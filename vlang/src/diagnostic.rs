//! Sentinel strings returned in place of a translation.
//!
//! Every sentinel starts and ends with `!!!` so that rendered output can be
//! scanned for broken translations.

use std::fmt::Display;

/// Prefix and suffix shared by every sentinel string.
pub const SENTINEL_MARKER: &str = "!!!";

/// Returned by the pluralizer when no range matches the count.
pub const NO_PLURAL_OPTION: &str = "!!! MISSING (no pluralized options) !!!";

/// Why a key could not be rendered as requested.
#[derive(Debug, Clone, PartialEq, Eq)]
pub enum Diagnostic {
    /// The key does not exist for the active locale.
    MissingKey { key: String },

    /// A count was supplied but the entry is a plain string.
    ExpectedPlural { key: String },

    /// No count was supplied but the entry is pluralized.
    ExpectedStatic { key: String },

    /// The entry is pluralized but none of its ranges matched.
    NoPluralOption,
}

impl Diagnostic {
    /// Renders the diagnostic, honouring the debug switch.
    ///
    /// With `debug` disabled a missing key renders as the key itself; every
    /// other diagnostic keeps its sentinel.
    pub fn render(&self, debug: bool) -> String {
        match self {
            Diagnostic::MissingKey { key } if !debug => key.clone(),
            other => other.to_string(),
        }
    }

    /// The key the diagnostic relates to, if any.
    pub fn key(&self) -> Option<&str> {
        match self {
            Diagnostic::MissingKey { key }
            | Diagnostic::ExpectedPlural { key }
            | Diagnostic::ExpectedStatic { key } => Some(key),
            Diagnostic::NoPluralOption => None,
        }
    }
}

impl Display for Diagnostic {
    fn fmt(&self, f: &mut std::fmt::Formatter<'_>) -> std::fmt::Result {
        match self {
            Diagnostic::MissingKey { key } => write!(f, "!!! MISSING KEY \"{}\" !!!", key),
            Diagnostic::ExpectedPlural { key } => write!(
                f,
                "!!! USING \"{}\" AS PLURALIZABLE STRING, BUT IT's NOT !!!",
                key
            ),
            Diagnostic::ExpectedStatic { key } => write!(
                f,
                "!!! USING \"{}\" AS REGULAR STRING, BUT IT'S PLURALIZABLE !!!",
                key
            ),
            Diagnostic::NoPluralOption => f.write_str(NO_PLURAL_OPTION),
        }
    }
}

/// Returns `true` when `text` looks like a sentinel string.
pub fn is_sentinel(text: &str) -> bool {
    text.starts_with(SENTINEL_MARKER) && text.ends_with(SENTINEL_MARKER)
}
use std::path::Path;

use rayon::prelude::*;
use tracing::{debug, info, warn};
use vlang::{Dictionary, dict::dict_from_blocks, extract_path};

use crate::source_walk::{component_name, expand_sources};

/// Output encoding for extracted dictionaries.
#[derive(Debug, Clone, Copy, PartialEq, Eq)]
pub enum DictFormat {
    Yaml,
    Json,
}

/// Extract the messages of every source file into one flat dictionary.
///
/// With no explicit inputs the whole `root` is scanned. Component names are
/// paths relative to `root` when one is given. A file whose message block
/// cannot be read is logged and left out.
pub fn extract_dictionary(inputs: &[String], root: Option<&Path>) -> Result<Dictionary, String> {
    let inputs: Vec<String> = match (inputs.is_empty(), root) {
        (true, Some(root)) => vec![root.to_string_lossy().to_string()],
        (true, None) => return Err("No input files provided".to_string()),
        (false, _) => inputs.to_vec(),
    };

    let files = expand_sources(&inputs)?;
    let parts: Vec<Dictionary> = files
        .par_iter()
        .filter_map(|path| {
            let blocks = match extract_path(path) {
                Ok(blocks) => blocks,
                Err(e) => {
                    warn!(file = %path.display(), error = %e, "skipping file with invalid messages");
                    return None;
                }
            };
            let component = component_name(path, root);
            debug!(component = %component, blocks = blocks.len(), "extracted");
            Some(dict_from_blocks(&component, &blocks))
        })
        .collect();

    let mut dict = Dictionary::new();
    for part in parts {
        dict.extend(part);
    }
    info!(files = files.len(), rows = dict.len(), "extraction finished");
    Ok(dict)
}

pub fn render_dictionary(dict: &Dictionary, format: DictFormat) -> Result<String, String> {
    match format {
        DictFormat::Json => serde_json::to_string_pretty(dict).map_err(|e| e.to_string()),
        DictFormat::Yaml => serde_yaml::to_string(dict).map_err(|e| e.to_string()),
    }
}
..............................
## Task
Could you find each line in the entries that contains the string "parts" and copy it?

## Expected answer
    let parts: Vec<Dictionary> = files
    for part in parts {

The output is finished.